Según la Agencia Internacional de la Energía (AIE), a finales de 2018 había 376 estaciones de abastecimiento de hidrógeno en todo el mundo. A la cabeza de la tendencia del hidrógeno estaban Japón y Alemania, con 43 de esas estaciones y también aplicaciones móviles que ayudaban a los usuarios a localizarlas. La declaración de Wan Gang fue uno de los varios eventos mundiales y locales que ayudaron a reforzar la próxima visión verde. Las inversiones de los fabricantes de automóviles de primer nivel y los avances científicos también impulsaron la visión del hidrógeno.

En diciembre, el Ministerio de Energía de Israel, junto con el programa nacional israelí Fuel Choices and Smart Mobility Initiative (Opciones de combustible e iniciativa de movilidad inteligente), anunció una subvención para financiar la primera estación de abastecimiento de hidrógeno del país, una de las muchas estaciones futuras previstas.

Uno de los mayores desafíos de esta década es la energía: ¿cómo abastecer la creciente demanda sin dejar de preservar el medio ambiente y el planeta? A nivel mundial, el sector de la energía está pasando de la energía tradicional a la energía renovable.

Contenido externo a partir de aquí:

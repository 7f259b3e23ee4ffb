use std::{borrow::Borrow, borrow::Cow, fmt, sync::Arc};

/// The namespace used when an identifier doesn't have one.
pub const DEFAULT_NAMESPACE: &str = "minecraft";

/// A namespaced resource identifier, like `minecraft:short_grass`. This is
/// what actually gets written on the wire.
///
/// Cloning is cheap, as the reverse index stores a copy of every identifier
/// for each protocol bucket it is in.
#[derive(Debug, Clone, PartialEq, Eq, Hash, PartialOrd, Ord)]
pub struct Identifier(Arc<str>);

#[derive(Debug, Clone, PartialEq, Eq)]
pub struct InvalidIdentifier(pub String);

impl fmt::Display for InvalidIdentifier {
  fn fmt(&self, f: &mut fmt::Formatter) -> fmt::Result {
    write!(f, "invalid resource identifier `{}`", self.0)
  }
}

impl std::error::Error for InvalidIdentifier {}

impl Identifier {
  /// Parses a fully namespaced identifier. Table entries must always include
  /// the namespace, so this does not fill in [`DEFAULT_NAMESPACE`].
  pub fn new(s: &str) -> Result<Self, InvalidIdentifier> {
    match s.split_once(':') {
      Some((namespace, path)) if valid_namespace(namespace) && valid_path(path) => {
        Ok(Identifier(s.into()))
      }
      _ => Err(InvalidIdentifier(s.into())),
    }
  }

  pub fn as_str(&self) -> &str { &self.0 }
  pub fn namespace(&self) -> &str { self.split().0 }
  pub fn path(&self) -> &str { self.split().1 }

  fn split(&self) -> (&str, &str) {
    // `new` makes sure there is a `:`.
    self.0.split_once(':').unwrap_or(("", &self.0))
  }
}

/// Adds the default namespace to `s` if it doesn't have one. This is how the
/// client reads identifiers, so `stone` and `minecraft:stone` are the same
/// thing.
pub fn normalize(s: &str) -> Cow<'_, str> {
  if s.contains(':') {
    Cow::Borrowed(s)
  } else {
    Cow::Owned(format!("{DEFAULT_NAMESPACE}:{s}"))
  }
}

fn valid_namespace(s: &str) -> bool {
  !s.is_empty() && s.bytes().all(|c| matches!(c, b'a'..=b'z' | b'0'..=b'9' | b'_' | b'.' | b'-'))
}
fn valid_path(s: &str) -> bool {
  !s.is_empty()
    && s.bytes().all(|c| matches!(c, b'a'..=b'z' | b'0'..=b'9' | b'_' | b'.' | b'-' | b'/'))
}

impl Borrow<str> for Identifier {
  fn borrow(&self) -> &str { &self.0 }
}
impl AsRef<str> for Identifier {
  fn as_ref(&self) -> &str { &self.0 }
}

impl fmt::Display for Identifier {
  fn fmt(&self, f: &mut fmt::Formatter) -> fmt::Result { write!(f, "{}", self.0) }
}

#[cfg(test)]
mod tests {
  use super::*;
  use pretty_assertions::assert_eq;

  #[test]
  fn parse() {
    let id = Identifier::new("minecraft:short_grass").unwrap();
    assert_eq!(id.namespace(), "minecraft");
    assert_eq!(id.path(), "short_grass");
    assert_eq!(id.to_string(), "minecraft:short_grass");

    assert!(Identifier::new("my-mod:blocks/thing.v2").is_ok());
    assert!(Identifier::new("short_grass").is_err());
    assert!(Identifier::new("minecraft:").is_err());
    assert!(Identifier::new(":stone").is_err());
    assert!(Identifier::new("minecraft:Stone").is_err());
    assert!(Identifier::new("minecraft:stone:slab").is_err());
    assert!(Identifier::new("mine craft:stone").is_err());
  }

  #[test]
  fn normalized() {
    assert_eq!(normalize("stone"), "minecraft:stone");
    assert_eq!(normalize("minecraft:stone"), "minecraft:stone");
    assert_eq!(normalize("other:stone"), "other:stone");
  }
}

Mientras lidiamos con estos nuevos desafíos, Bazan está examinando una colaboración estratégica con una empresa local de nueva creación que desarrolla un proceso único para la fabricación de hidrógeno limpio. La tecnología, desarrollada por investigadores del Instituto de Tecnología Technion Israel, podría facilitar la producción de hidrógeno en estaciones de servicio, eliminando la necesidad de transportarlo.

Sin embargo, los institutos académicos y el gobierno de Israel no llevarán a cabo la revolución del hidrógeno sin la cooperación del mercado privado, y especialmente de las empresas energéticas y las refinerías de petróleo. Creo que Bazán, el mayor fabricante de hidrógeno de Israel, será un líder de la producción de hidrógeno limpio, y de la próxima revolución energética del país.